Records from a dataset
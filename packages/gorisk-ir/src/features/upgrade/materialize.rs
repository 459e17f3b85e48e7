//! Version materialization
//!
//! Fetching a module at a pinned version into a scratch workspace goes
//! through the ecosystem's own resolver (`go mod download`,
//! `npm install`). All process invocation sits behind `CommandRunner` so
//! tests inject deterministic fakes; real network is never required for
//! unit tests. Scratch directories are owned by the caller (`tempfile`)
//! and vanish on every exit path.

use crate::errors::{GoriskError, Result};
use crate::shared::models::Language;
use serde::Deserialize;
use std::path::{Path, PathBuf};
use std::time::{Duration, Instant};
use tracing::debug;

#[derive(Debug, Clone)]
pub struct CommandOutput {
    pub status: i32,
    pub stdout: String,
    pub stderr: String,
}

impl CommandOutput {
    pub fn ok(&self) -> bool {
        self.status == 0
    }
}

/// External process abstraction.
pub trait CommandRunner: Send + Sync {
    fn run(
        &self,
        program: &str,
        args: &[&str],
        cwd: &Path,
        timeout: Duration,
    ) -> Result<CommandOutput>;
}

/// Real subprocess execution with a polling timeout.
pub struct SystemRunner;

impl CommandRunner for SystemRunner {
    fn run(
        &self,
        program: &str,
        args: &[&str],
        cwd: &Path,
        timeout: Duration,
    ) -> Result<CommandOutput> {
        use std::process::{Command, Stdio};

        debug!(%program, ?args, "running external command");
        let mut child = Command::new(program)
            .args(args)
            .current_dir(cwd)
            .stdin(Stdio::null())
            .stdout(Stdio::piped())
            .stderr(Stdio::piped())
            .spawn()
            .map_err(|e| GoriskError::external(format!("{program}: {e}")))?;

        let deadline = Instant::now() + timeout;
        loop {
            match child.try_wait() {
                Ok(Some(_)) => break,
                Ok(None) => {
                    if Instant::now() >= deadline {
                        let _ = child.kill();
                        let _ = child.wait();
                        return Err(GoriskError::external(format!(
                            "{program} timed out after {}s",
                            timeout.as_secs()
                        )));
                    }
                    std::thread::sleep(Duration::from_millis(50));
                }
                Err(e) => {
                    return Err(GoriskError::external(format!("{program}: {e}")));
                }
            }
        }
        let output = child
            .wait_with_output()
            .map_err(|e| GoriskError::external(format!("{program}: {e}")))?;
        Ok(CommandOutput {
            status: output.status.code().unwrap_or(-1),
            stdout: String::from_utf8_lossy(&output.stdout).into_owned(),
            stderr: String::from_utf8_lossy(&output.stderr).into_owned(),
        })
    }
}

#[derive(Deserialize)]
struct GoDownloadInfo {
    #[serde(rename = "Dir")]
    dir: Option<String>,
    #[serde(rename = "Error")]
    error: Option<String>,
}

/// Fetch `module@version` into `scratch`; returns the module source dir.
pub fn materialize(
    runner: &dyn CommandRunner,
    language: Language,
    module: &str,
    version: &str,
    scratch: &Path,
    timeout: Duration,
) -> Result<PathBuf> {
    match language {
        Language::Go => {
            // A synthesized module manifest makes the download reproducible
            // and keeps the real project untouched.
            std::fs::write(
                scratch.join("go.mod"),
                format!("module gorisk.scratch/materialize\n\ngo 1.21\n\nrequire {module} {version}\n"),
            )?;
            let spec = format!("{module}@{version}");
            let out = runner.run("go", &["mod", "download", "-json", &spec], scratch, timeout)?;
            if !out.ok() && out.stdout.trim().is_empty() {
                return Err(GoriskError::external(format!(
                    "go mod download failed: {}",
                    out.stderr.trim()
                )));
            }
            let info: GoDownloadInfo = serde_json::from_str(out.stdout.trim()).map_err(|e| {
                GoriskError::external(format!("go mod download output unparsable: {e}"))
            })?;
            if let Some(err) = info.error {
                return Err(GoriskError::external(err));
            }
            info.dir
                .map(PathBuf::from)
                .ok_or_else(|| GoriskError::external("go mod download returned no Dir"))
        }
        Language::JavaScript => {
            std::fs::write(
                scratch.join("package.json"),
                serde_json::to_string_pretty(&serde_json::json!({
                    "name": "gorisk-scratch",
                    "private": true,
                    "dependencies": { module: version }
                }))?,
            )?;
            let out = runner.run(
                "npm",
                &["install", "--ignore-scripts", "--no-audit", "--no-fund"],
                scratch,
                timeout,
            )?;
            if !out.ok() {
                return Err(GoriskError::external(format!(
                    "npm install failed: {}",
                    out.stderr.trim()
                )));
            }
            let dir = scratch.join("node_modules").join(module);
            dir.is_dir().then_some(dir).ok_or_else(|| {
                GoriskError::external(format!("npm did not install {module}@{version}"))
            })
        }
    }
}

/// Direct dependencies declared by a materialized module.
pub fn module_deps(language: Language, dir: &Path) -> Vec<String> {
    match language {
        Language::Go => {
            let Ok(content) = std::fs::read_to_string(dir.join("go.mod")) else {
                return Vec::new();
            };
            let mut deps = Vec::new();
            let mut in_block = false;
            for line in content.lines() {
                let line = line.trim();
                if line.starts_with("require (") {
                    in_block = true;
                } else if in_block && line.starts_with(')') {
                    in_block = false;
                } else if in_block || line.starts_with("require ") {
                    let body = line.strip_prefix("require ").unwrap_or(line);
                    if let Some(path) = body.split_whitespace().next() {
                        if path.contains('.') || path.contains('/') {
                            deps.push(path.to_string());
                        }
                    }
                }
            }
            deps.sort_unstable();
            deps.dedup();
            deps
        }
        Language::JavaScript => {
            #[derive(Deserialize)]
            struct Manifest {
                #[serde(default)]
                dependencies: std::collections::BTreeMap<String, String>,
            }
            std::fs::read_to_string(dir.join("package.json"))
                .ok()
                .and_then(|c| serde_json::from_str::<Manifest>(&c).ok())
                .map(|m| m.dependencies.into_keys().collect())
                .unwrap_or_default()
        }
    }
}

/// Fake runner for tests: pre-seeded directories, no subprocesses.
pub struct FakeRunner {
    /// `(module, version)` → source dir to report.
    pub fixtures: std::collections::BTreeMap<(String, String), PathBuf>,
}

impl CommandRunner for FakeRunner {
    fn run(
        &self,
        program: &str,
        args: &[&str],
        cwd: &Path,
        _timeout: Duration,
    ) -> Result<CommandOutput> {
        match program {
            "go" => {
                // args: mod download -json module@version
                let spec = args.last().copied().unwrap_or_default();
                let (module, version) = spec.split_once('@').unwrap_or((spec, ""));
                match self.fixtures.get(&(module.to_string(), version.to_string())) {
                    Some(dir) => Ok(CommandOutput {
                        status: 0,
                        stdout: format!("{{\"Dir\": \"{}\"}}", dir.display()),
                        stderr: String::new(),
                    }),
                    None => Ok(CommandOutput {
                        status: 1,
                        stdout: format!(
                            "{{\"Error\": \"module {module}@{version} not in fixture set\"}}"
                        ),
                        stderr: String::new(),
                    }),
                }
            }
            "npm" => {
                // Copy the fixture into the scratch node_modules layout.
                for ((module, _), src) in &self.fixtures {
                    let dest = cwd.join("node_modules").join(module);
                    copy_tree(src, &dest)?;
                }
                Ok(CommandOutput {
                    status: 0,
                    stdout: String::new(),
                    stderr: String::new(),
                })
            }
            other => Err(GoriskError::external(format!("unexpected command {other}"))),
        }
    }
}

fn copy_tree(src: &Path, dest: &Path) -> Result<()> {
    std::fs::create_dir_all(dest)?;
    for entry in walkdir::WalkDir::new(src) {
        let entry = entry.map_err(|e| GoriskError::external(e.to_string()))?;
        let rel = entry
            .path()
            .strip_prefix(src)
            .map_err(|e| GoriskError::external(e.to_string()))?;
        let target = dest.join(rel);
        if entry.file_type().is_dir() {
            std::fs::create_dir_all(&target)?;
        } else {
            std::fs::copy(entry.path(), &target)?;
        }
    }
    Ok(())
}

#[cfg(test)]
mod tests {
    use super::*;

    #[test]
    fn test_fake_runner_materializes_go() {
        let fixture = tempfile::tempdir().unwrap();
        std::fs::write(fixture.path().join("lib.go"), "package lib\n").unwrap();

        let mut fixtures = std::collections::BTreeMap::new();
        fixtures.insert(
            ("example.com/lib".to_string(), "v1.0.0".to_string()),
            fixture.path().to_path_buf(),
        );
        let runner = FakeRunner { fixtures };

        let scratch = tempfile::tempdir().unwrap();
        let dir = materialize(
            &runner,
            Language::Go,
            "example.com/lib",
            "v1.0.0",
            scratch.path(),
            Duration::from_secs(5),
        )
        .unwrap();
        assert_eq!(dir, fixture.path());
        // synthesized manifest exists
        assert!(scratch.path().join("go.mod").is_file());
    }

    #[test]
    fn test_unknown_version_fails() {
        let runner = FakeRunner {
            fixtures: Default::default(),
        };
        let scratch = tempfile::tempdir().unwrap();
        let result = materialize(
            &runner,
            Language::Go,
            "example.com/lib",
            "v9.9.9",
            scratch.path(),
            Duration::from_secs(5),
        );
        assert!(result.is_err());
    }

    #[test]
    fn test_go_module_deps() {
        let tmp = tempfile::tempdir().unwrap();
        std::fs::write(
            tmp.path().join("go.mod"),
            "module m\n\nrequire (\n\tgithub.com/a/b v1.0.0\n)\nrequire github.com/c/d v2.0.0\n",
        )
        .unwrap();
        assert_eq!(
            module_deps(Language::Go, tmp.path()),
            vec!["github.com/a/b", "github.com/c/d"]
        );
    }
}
--
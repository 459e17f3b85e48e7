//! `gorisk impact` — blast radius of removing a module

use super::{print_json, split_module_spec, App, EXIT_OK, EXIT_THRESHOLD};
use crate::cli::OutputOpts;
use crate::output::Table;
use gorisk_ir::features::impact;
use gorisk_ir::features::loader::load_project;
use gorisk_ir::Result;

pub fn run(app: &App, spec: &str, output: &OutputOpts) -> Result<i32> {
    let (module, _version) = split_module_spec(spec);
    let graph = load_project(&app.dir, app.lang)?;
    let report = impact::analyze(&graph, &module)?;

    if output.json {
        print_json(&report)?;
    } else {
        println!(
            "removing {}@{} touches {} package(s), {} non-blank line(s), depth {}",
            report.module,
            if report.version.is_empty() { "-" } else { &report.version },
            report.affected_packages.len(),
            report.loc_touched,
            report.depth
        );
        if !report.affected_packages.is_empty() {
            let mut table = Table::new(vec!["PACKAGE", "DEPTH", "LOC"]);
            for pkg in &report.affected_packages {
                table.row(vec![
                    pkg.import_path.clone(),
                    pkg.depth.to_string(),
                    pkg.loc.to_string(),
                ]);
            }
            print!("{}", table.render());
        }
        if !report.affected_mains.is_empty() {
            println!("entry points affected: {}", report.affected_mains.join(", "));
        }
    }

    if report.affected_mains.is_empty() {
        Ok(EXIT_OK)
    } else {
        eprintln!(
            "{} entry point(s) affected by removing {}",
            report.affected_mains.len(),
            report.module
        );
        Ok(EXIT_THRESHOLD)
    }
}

What this task involves —
The answer should be all lines from the entries above that hold the word "SystemRunner".

The completed task —
pub struct SystemRunner;
impl CommandRunner for SystemRunner {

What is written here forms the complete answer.